Собственно говоря, попытка начать строительство империи при полуторамилионном населении и минимальных ресурсах была изначально обречена на провал. Этого не удалось при куда более благоприятных условиях Тридцатилетней войны даже куда более способному военачальнику Густаву-Адольфу (попытка так же стоила ему жизни).
В конце концов Карл XII настраивает против себя буквально всю Европу, даже Франция, устроив свои дела и окончательно утвердив на мадридском троне Филиппа V, отворачивается от него.
В особенности же активна в этом смысле Англия – ее король, являющийся так же и курфюрстом ганноверским, рассчитывает присоединить к своим владениям шведские земли на севере Германии – Штральзунд и Висмар.
Пока соседи истощают друг друга в бесконечной войне, Россия потихоньку накапливает силы, немало зарабатывая на продаже хлеба и других товаров воюющим сторонам.
Не отвлекаясь на войну, правительство имеет возможность проведения не лихорадочных, а напротив – обдуманных и последовательных реформ.
Без «апокалиптических эксцессов» по выражению Н.С. Трубецкого, можно было достичь куда больших результатов при меньших жертвах.
Уже с конца века начинают строиться металлургические предприятия на Урале, развиваются так же и старые центры производства железа – Тульский и Олонецкий. Возникают все новые мануфактуры.
В первое десятилетие XVIII века начинается активная разработка медной руды на Урале (первые медеплавильные заводы в тех краях построили, вопреки общему мнению, еще до Петра), а вскоре строится первый сереброплавильный завод в Нерчинске.
Создающиеся металлургические предприятия на Урале и в Прикамье используют, это важно отметить, почти исключительно труд наемных работников – оброчных крестьян– отходников и посадских мастеров. Применяется так же труд заводских крестьян, но не крепостных, а свободных, добровольно переселившихся на земли горнозаводчиков. Вводится правило, по которому беглые крепостные, поступившие на заводы, получают свободу, с условием отработать десять – пятнадцать лет на владельца, который выплачивает их бывшему хозяину твердо установленную компенсацию.
А ведь в реальности, загоняя всех «гулящих» людей в крепостное состояние, царь, по сути, лишил нарождающийся российский капитализм источника свободной рабочей силы. И то, что при этом он открыл источник силы рабской – заводчикам было свободно разрешено покупать крепостных для мануфактур – иногда целыми деревнями, поставило крест на серьезном техническом прогрессе – при наличии практически даровой рабочей силы, предприниматели в нем не заинтересованы. По мнению специалистов одно это затормозило промышленное развитие России примерно на полвека.

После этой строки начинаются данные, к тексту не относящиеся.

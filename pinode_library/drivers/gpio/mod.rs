//! GPIO drivers
//!
//! # Available Drivers
//!
//! - `SimulationGpioDriver` - Always available, in-memory pins
//! - `RppalGpioDriver` - Raspberry Pi via rppal (requires `gpio-hardware` feature)
//!
//! Every GPIO device shares one driver through a [`GpioContext`], which also
//! owns the pin numbering mode and the one-time cleanup.

mod context;
mod simulation;

#[cfg(feature = "gpio-hardware")]
mod rppal_gpio;

pub use context::{GpioContext, BOARD_TO_BCM};
pub use simulation::{SimulatedChip, SimulatedMode, SimulationGpioDriver};

#[cfg(feature = "gpio-hardware")]
pub use rppal_gpio::RppalGpioDriver;

use pinode_core::driver::DriverStatus;
use pinode_core::error::{PinodeError, PinodeResult};
use serde::{Deserialize, Serialize};
use std::fmt;
use std::str::FromStr;
use std::sync::Arc;

/// Called with the new level after a matching edge
pub type EdgeCallback = Arc<dyn Fn(bool) + Send + Sync>;

/// Input pull resistor
#[derive(Debug, Clone, Copy, PartialEq, Eq, Default, Serialize, Deserialize)]
#[serde(rename_all = "lowercase")]
pub enum Pull {
    #[default]
    Off,
    Up,
    Down,
}

impl Pull {
    pub const NAMES: [&'static str; 3] = ["off", "up", "down"];
}

impl FromStr for Pull {
    type Err = PinodeError;

    fn from_str(s: &str) -> Result<Self, Self::Err> {
        match s.to_lowercase().as_str() {
            "off" | "none" => Ok(Self::Off),
            "up" => Ok(Self::Up),
            "down" => Ok(Self::Down),
            other => Err(PinodeError::invalid("pull", format!("unknown pull '{}'", other))),
        }
    }
}

impl fmt::Display for Pull {
    fn fmt(&self, f: &mut fmt::Formatter<'_>) -> fmt::Result {
        match self {
            Self::Off => write!(f, "off"),
            Self::Up => write!(f, "up"),
            Self::Down => write!(f, "down"),
        }
    }
}

/// Edge detection
#[derive(Debug, Clone, Copy, PartialEq, Eq, Default, Serialize, Deserialize)]
#[serde(rename_all = "lowercase")]
pub enum Edge {
    Rising,
    Falling,
    #[default]
    Both,
}

impl Edge {
    pub const NAMES: [&'static str; 3] = ["rising", "falling", "both"];

    /// Whether a transition to `level` is an edge of this kind
    pub fn matches(&self, level: bool) -> bool {
        match self {
            Self::Rising => level,
            Self::Falling => !level,
            Self::Both => true,
        }
    }
}

impl FromStr for Edge {
    type Err = PinodeError;

    fn from_str(s: &str) -> Result<Self, Self::Err> {
        match s.to_lowercase().as_str() {
            "rising" => Ok(Self::Rising),
            "falling" => Ok(Self::Falling),
            "both" => Ok(Self::Both),
            other => Err(PinodeError::invalid("edge", format!("unknown edge '{}'", other))),
        }
    }
}

impl fmt::Display for Edge {
    fn fmt(&self, f: &mut fmt::Formatter<'_>) -> fmt::Result {
        match self {
            Self::Rising => write!(f, "rising"),
            Self::Falling => write!(f, "falling"),
            Self::Both => write!(f, "both"),
        }
    }
}

// ============================================================================
// GPIO Driver
// ============================================================================

/// GPIO driver backend selection
#[derive(Debug, Clone, Copy, PartialEq, Default)]
pub enum GpioDriverBackend {
    #[default]
    Simulation,
    #[cfg(feature = "gpio-hardware")]
    Rppal,
}

impl GpioDriverBackend {
    /// Backend names compiled into this build
    pub fn available() -> Vec<&'static str> {
        let mut names = vec!["simulation"];
        if cfg!(feature = "gpio-hardware") {
            names.push("rppal");
        }
        names
    }
}

impl FromStr for GpioDriverBackend {
    type Err = PinodeError;

    fn from_str(s: &str) -> Result<Self, Self::Err> {
        match s.to_lowercase().as_str() {
            "simulation" | "sim" => Ok(Self::Simulation),
            #[cfg(feature = "gpio-hardware")]
            "rppal" | "raspberry-pi" => Ok(Self::Rppal),
            #[cfg(not(feature = "gpio-hardware"))]
            "rppal" | "raspberry-pi" => Err(PinodeError::FeatureNotAvailable(
                "GPIO backend 'rppal' requires the 'gpio-hardware' feature".to_string(),
            )),
            other => Err(PinodeError::config(format!(
                "Unknown GPIO backend '{}'. Available: {}",
                other,
                Self::available().join(", ")
            ))),
        }
    }
}

/// Type-erased GPIO driver
pub enum GpioDriver {
    Simulation(SimulationGpioDriver),
    #[cfg(feature = "gpio-hardware")]
    Rppal(RppalGpioDriver),
}

impl GpioDriver {
    pub fn new(backend: GpioDriverBackend) -> Self {
        match backend {
            GpioDriverBackend::Simulation => Self::Simulation(SimulationGpioDriver::new()),
            #[cfg(feature = "gpio-hardware")]
            GpioDriverBackend::Rppal => Self::Rppal(RppalGpioDriver::new()),
        }
    }

    pub fn simulation() -> Self {
        Self::Simulation(SimulationGpioDriver::new())
    }

    // ========================================================================
    // Lifecycle methods
    // ========================================================================

    pub fn init(&mut self) -> PinodeResult<()> {
        match self {
            Self::Simulation(d) => d.init(),
            #[cfg(feature = "gpio-hardware")]
            Self::Rppal(d) => d.init(),
        }
    }

    pub fn shutdown(&mut self) -> PinodeResult<()> {
        match self {
            Self::Simulation(d) => d.shutdown(),
            #[cfg(feature = "gpio-hardware")]
            Self::Rppal(d) => d.shutdown(),
        }
    }

    pub fn is_available(&self) -> bool {
        match self {
            Self::Simulation(d) => d.is_available(),
            #[cfg(feature = "gpio-hardware")]
            Self::Rppal(d) => d.is_available(),
        }
    }

    pub fn status(&self) -> DriverStatus {
        match self {
            Self::Simulation(d) => d.status(),
            #[cfg(feature = "gpio-hardware")]
            Self::Rppal(d) => d.status(),
        }
    }

    // ========================================================================
    // Pin methods
    // ========================================================================

    pub fn setup_input(&mut self, line: u8, pull: Pull) -> PinodeResult<()> {
        match self {
            Self::Simulation(d) => d.setup_input(line, pull),
            #[cfg(feature = "gpio-hardware")]
            Self::Rppal(d) => d.setup_input(line, pull),
        }
    }

    pub fn setup_output(&mut self, line: u8, initial: bool) -> PinodeResult<()> {
        match self {
            Self::Simulation(d) => d.setup_output(line, initial),
            #[cfg(feature = "gpio-hardware")]
            Self::Rppal(d) => d.setup_output(line, initial),
        }
    }

    pub fn read_pin(&mut self, line: u8) -> PinodeResult<bool> {
        match self {
            Self::Simulation(d) => d.read_pin(line),
            #[cfg(feature = "gpio-hardware")]
            Self::Rppal(d) => d.read_pin(line),
        }
    }

    pub fn write_pin(&mut self, line: u8, level: bool) -> PinodeResult<()> {
        match self {
            Self::Simulation(d) => d.write_pin(line, level),
            #[cfg(feature = "gpio-hardware")]
            Self::Rppal(d) => d.write_pin(line, level),
        }
    }

    /// Software PWM; `duty` is a fraction in 0.0..=1.0
    pub fn set_pwm(&mut self, line: u8, frequency: f64, duty: f64) -> PinodeResult<()> {
        match self {
            Self::Simulation(d) => d.set_pwm(line, frequency, duty),
            #[cfg(feature = "gpio-hardware")]
            Self::Rppal(d) => d.set_pwm(line, frequency, duty),
        }
    }

    pub fn clear_pwm(&mut self, line: u8) -> PinodeResult<()> {
        match self {
            Self::Simulation(d) => d.clear_pwm(line),
            #[cfg(feature = "gpio-hardware")]
            Self::Rppal(d) => d.clear_pwm(line),
        }
    }

    pub fn set_interrupt(
        &mut self,
        line: u8,
        edge: Edge,
        callback: EdgeCallback,
    ) -> PinodeResult<()> {
        match self {
            Self::Simulation(d) => d.set_interrupt(line, edge, callback),
            #[cfg(feature = "gpio-hardware")]
            Self::Rppal(d) => d.set_interrupt(line, edge, callback),
        }
    }

    pub fn clear_interrupt(&mut self, line: u8) -> PinodeResult<()> {
        match self {
            Self::Simulation(d) => d.clear_interrupt(line),
            #[cfg(feature = "gpio-hardware")]
            Self::Rppal(d) => d.clear_interrupt(line),
        }
    }

    pub fn release_pin(&mut self, line: u8) -> PinodeResult<()> {
        match self {
            Self::Simulation(d) => d.release_pin(line),
            #[cfg(feature = "gpio-hardware")]
            Self::Rppal(d) => d.release_pin(line),
        }
    }
}
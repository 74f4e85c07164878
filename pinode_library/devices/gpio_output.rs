//! GPIO output

use std::sync::Arc;

use pinode_core::{
    AcquisitionState, Capabilities, Device, DeviceConfig, EventSink, PinodeError, PinodeResult,
    Value, ValueDescriptor, ValueRegistry, ValueType,
};

use crate::drivers::gpio::GpioContext;

pub struct GpioOutputDevice {
    id: String,
    gpio: GpioContext,
    line: u8,
    level: bool,
    state: AcquisitionState,
    registry: Arc<ValueRegistry<Self>>,
}

impl GpioOutputDevice {
    pub fn new(id: &str, gpio: GpioContext, pin: u8) -> PinodeResult<Self> {
        let line = gpio.resolve(pin)?;
        Ok(Self {
            id: id.to_string(),
            gpio,
            line,
            level: false,
            state: AcquisitionState::Closed,
            registry: Arc::new(Self::values()),
        })
    }

    pub fn from_config(id: &str, config: &DeviceConfig, gpio: GpioContext) -> PinodeResult<Self> {
        let mut device = Self::new(id, gpio, config.require_pin(id)?)?;
        device.level = config.get_option_bool("state").unwrap_or(false);
        device.registry = Arc::new(
            Self::values().with_poll_intervals(|name, default| config.poll_interval(name, default)),
        );
        Ok(device)
    }

    /// Level driven when the device opens
    pub fn with_initial(mut self, level: bool) -> Self {
        self.level = level;
        self
    }

    pub fn line(&self) -> u8 {
        self.line
    }

    fn values() -> ValueRegistry<Self> {
        ValueRegistry::new()
            .config(
                ValueDescriptor::config("state", ValueType::Bool)
                    .with_label("State")
                    .with_help("Drive the pin high (true) or low (false)")
                    .with_default(false),
                |d: &mut Self| Ok(Value::Bool(d.level)),
                |d: &mut Self, v| {
                    let level = v.as_bool().unwrap_or_default();
                    let line = d.line;
                    d.gpio.with_driver(|g| g.write_pin(line, level))?;
                    d.level = level;
                    Ok(())
                },
            )
            .sensor(
                ValueDescriptor::sensor("level", ValueType::Bool)
                    .with_help("Level read back from the pin"),
                |d: &mut Self| {
                    let line = d.line;
                    let level = d.gpio.with_driver(|g| g.read_pin(line))?;
                    Ok(Value::Bool(level))
                },
            )
    }
}

impl Device for GpioOutputDevice {
    fn id(&self) -> &str {
        &self.id
    }

    fn kind(&self) -> &'static str {
        "gpio_output"
    }

    fn capabilities(&self) -> Capabilities {
        Capabilities::actuator()
    }

    fn state(&self) -> AcquisitionState {
        self.state
    }

    fn open(&mut self, _events: EventSink) -> PinodeResult<()> {
        if self.state.is_open() {
            return Ok(());
        }
        let (line, level) = (self.line, self.level);
        self.gpio
            .with_driver(|g| g.setup_output(line, level))
            .map_err(PinodeError::into_unavailable)?;
        self.state = AcquisitionState::Free;
        Ok(())
    }

    fn close(&mut self) -> PinodeResult<()> {
        if self.state.is_open() {
            let line = self.line;
            if let Err(e) = self.gpio.with_driver(|g| g.release_pin(line)) {
                log::warn!("{}: releasing GPIO {} failed: {}", self.id, line, e);
            }
            self.state = AcquisitionState::Closed;
        }
        Ok(())
    }

    registry_values!();
}
//! GPIO software PWM
//!
//! `frequency` and `duty_cycle` may change while the output is switched on;
//! the new settings apply immediately.

use std::sync::Arc;

use pinode_core::{
    AcquisitionState, Capabilities, Device, DeviceConfig, EventSink, PinodeError, PinodeResult,
    Value, ValueDescriptor, ValueRegistry, ValueType,
};

use crate::drivers::gpio::GpioContext;

pub const DEFAULT_FREQUENCY: f64 = 50.0;
pub const MIN_FREQUENCY: f64 = 0.1;
pub const MAX_FREQUENCY: f64 = 10_000.0;

pub struct GpioPwmDevice {
    id: String,
    gpio: GpioContext,
    line: u8,
    frequency: f64,
    /// Percent, 0..=100
    duty_cycle: f64,
    running: bool,
    state: AcquisitionState,
    registry: Arc<ValueRegistry<Self>>,
}

impl GpioPwmDevice {
    pub fn new(id: &str, gpio: GpioContext, pin: u8) -> PinodeResult<Self> {
        let line = gpio.resolve(pin)?;
        Ok(Self {
            id: id.to_string(),
            gpio,
            line,
            frequency: DEFAULT_FREQUENCY,
            duty_cycle: 0.0,
            running: false,
            state: AcquisitionState::Closed,
            registry: Arc::new(Self::values()),
        })
    }

    pub fn from_config(id: &str, config: &DeviceConfig, gpio: GpioContext) -> PinodeResult<Self> {
        let mut device = Self::new(id, gpio, config.require_pin(id)?)?;
        let registry = Self::values()
            .with_poll_intervals(|name, default| config.poll_interval(name, default));

        // Static settings go through the same checks as runtime writes
        if let Some(frequency) = config.get_option_f64("frequency") {
            let checked = registry
                .descriptor("frequency")
                .map(|d| d.validate(Value::Float(frequency)))
                .transpose()
                .map_err(|e| PinodeError::config(e.to_string()))?;
            device.frequency = checked.and_then(|v| v.as_f64()).unwrap_or(frequency);
        }
        if let Some(duty) = config.get_option_f64("duty_cycle") {
            let checked = registry
                .descriptor("duty_cycle")
                .map(|d| d.validate(Value::Float(duty)))
                .transpose()
                .map_err(|e| PinodeError::config(e.to_string()))?;
            device.duty_cycle = checked.and_then(|v| v.as_f64()).unwrap_or(duty);
        }
        device.registry = Arc::new(registry);
        Ok(device)
    }

    pub fn is_running(&self) -> bool {
        self.running
    }

    pub fn line(&self) -> u8 {
        self.line
    }

    fn apply(&mut self) -> PinodeResult<()> {
        if !self.running {
            return Ok(());
        }
        let (line, frequency, duty) = (self.line, self.frequency, self.duty_cycle / 100.0);
        self.gpio.with_driver(|g| g.set_pwm(line, frequency, duty))
    }

    fn switch(&mut self, on: bool) -> PinodeResult<()> {
        let line = self.line;
        if on {
            self.running = true;
            if let Err(e) = self.apply() {
                self.running = false;
                return Err(e);
            }
        } else {
            self.gpio.with_driver(|g| g.clear_pwm(line))?;
            self.running = false;
        }
        log::debug!("{}: PWM {}", self.id, if on { "on" } else { "off" });
        Ok(())
    }

    fn values() -> ValueRegistry<Self> {
        ValueRegistry::new()
            .config(
                ValueDescriptor::config(
                    "frequency",
                    ValueType::float_range(MIN_FREQUENCY, MAX_FREQUENCY),
                )
                .with_label("Frequency")
                .with_help("PWM frequency in Hz")
                .with_default(DEFAULT_FREQUENCY),
                |d: &mut Self| Ok(Value::Float(d.frequency)),
                |d: &mut Self, v| {
                    let previous = d.frequency;
                    d.frequency = v.as_f64().unwrap_or(previous);
                    d.apply().map_err(|e| {
                        d.frequency = previous;
                        e
                    })
                },
            )
            .config(
                ValueDescriptor::config("duty_cycle", ValueType::float_range(0.0, 100.0))
                    .with_label("Duty cycle")
                    .with_help("Percentage of each period the output is high")
                    .with_default(0.0),
                |d: &mut Self| Ok(Value::Float(d.duty_cycle)),
                |d: &mut Self, v| {
                    let previous = d.duty_cycle;
                    d.duty_cycle = v.as_f64().unwrap_or(previous);
                    d.apply().map_err(|e| {
                        d.duty_cycle = previous;
                        e
                    })
                },
            )
            .action(
                ValueDescriptor::action("switch", ValueType::enumeration(&["on", "off"]))
                    .with_help("Start or stop the PWM output"),
                |d: &mut Self, payload| {
                    let on = match payload.as_ref().and_then(|p| p.as_str()) {
                        Some(name) => name.eq_ignore_ascii_case("on"),
                        None => !d.running,
                    };
                    d.switch(on)?;
                    Ok(Some(Value::Enum(if on { "on" } else { "off" }.to_string())))
                },
            )
    }
}

impl Device for GpioPwmDevice {
    fn id(&self) -> &str {
        &self.id
    }

    fn kind(&self) -> &'static str {
        "gpio_pwm"
    }

    fn capabilities(&self) -> Capabilities {
        Capabilities::actuator()
    }

    fn state(&self) -> AcquisitionState {
        self.state
    }

    fn open(&mut self, _events: EventSink) -> PinodeResult<()> {
        if self.state.is_open() {
            return Ok(());
        }
        let line = self.line;
        self.gpio
            .with_driver(|g| g.setup_output(line, false))
            .map_err(PinodeError::into_unavailable)?;
        self.running = false;
        self.state = AcquisitionState::Free;
        Ok(())
    }

    fn close(&mut self) -> PinodeResult<()> {
        if self.state.is_open() {
            let line = self.line;
            if let Err(e) = self.gpio.with_driver(|g| {
                g.clear_pwm(line)?;
                g.release_pin(line)
            }) {
                log::warn!("{}: releasing GPIO {} failed: {}", self.id, line, e);
            }
            self.running = false;
            self.state = AcquisitionState::Closed;
        }
        Ok(())
    }

    registry_values!();
}
//! Hardware drivers for PINODE
//!
//! Drivers are plain structs with direct methods. Each family offers a
//! simulation backend (always available) and hardware backends behind
//! features; a type-erased enum picks one at runtime.
//!
//! # Architecture
//!
//! ```text
//! Devices (pinode_library/devices/)
//!   │
//!   └── use drivers (this module)
//!           ├── gpio      - GpioContext + simulation / rppal
//!           ├── bus       - I2cBus + simulation / linux i2c-dev
//!           ├── barometer - BMP085 register protocol
//!           ├── imu       - BNO055 register protocol
//!           └── camera    - CameraSession + simulation / v4l2
//! ```

pub mod barometer;
pub mod bus;
pub mod camera;
pub mod gpio;
pub mod imu;

pub use barometer::{Bmp085Driver, Bmp085Mode};
pub use bus::{I2cBus, I2cDriver, I2cDriverBackend, I2cTransaction, SimulationI2cDriver};
pub use camera::{
    CameraDriver, CameraDriverBackend, CameraSession, CameraState, PreviewSettings,
    SimulationCameraDriver, StreamTarget,
};
pub use gpio::{
    Edge, EdgeCallback, GpioContext, GpioDriver, GpioDriverBackend, Pull, SimulatedChip,
    SimulationGpioDriver,
};
pub use imu::Bno055Driver;

#[cfg(feature = "i2c-hardware")]
pub use bus::LinuxI2cDriver;
#[cfg(feature = "v4l2-backend")]
pub use camera::V4l2CameraDriver;
#[cfg(feature = "gpio-hardware")]
pub use gpio::RppalGpioDriver;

Бессменный руководитель российского правительства Василий Дмитриевич Голицын, в принципе бывший противником крепостного права, проводит в жизнь меры, направленные на его постепенное смягчение и ограничение, несмотря даже на заметное сопротивление поместного дворянства. Так, могло бы быть введено правило, по которому крепостным становится только тот из сыновей, кто наследует земельный надел крестьянина, а остальные могут покинуть хозяйство помещика. От крепостной зависимости за весьма небольшой выкуп освобождаются девушки, вышедшие замуж за свободных людей: подобную меру для пограничных территорий ввел еще царь Алексей Михайлович, и ее относительно легко удается распространить на всю остальную Россию. Свободными становятся крепостные выморочных имений и т.д.
По прежнему структура общества достаточно сложна и многообразна, и в нем существуют самые разные категории населения – с различными правами и обязанностями, с различным статусом. Это сближает Россию со странами Азии, где общество тоже достаточно сложно устроено, в противовес европейским порядкам с их немногочисленными и четко структурированными сословьями. Впрочем, автор не считает отличия от Европы, и даже – сходство с Азией чем – то по определению плохим и подлежащим ликвидации.
Помещичьи крестьяне разделены на крепостных – прикрепленных к земле, и холопов – прикрепленных к хозяину, причем не наследственно, а лишь на срок его жизни.
Свободные земледельцы, так же подразделялись на многочисленные категории – однодворцы (нечто среднее между казаками и дворянами, причем по статусу стоявшие ближе к последним), черносошные крестьяне (свободные землепашцы, жившие на государственных землях), пашенные холопы(жители земель царской фамилии), разночинцы (сибирские поселенцы) и т.д. (121,150)
Своим указом, упоминавшимся выше, Петр объединил их в единое сословие крестьян государственных, лишенных права покинуть надел, выбирать род занятий, менять социальный статус по своему желанию. И самое худшее – их в любой момент могли подарить помещику, что начал практиковать уже сам Петр.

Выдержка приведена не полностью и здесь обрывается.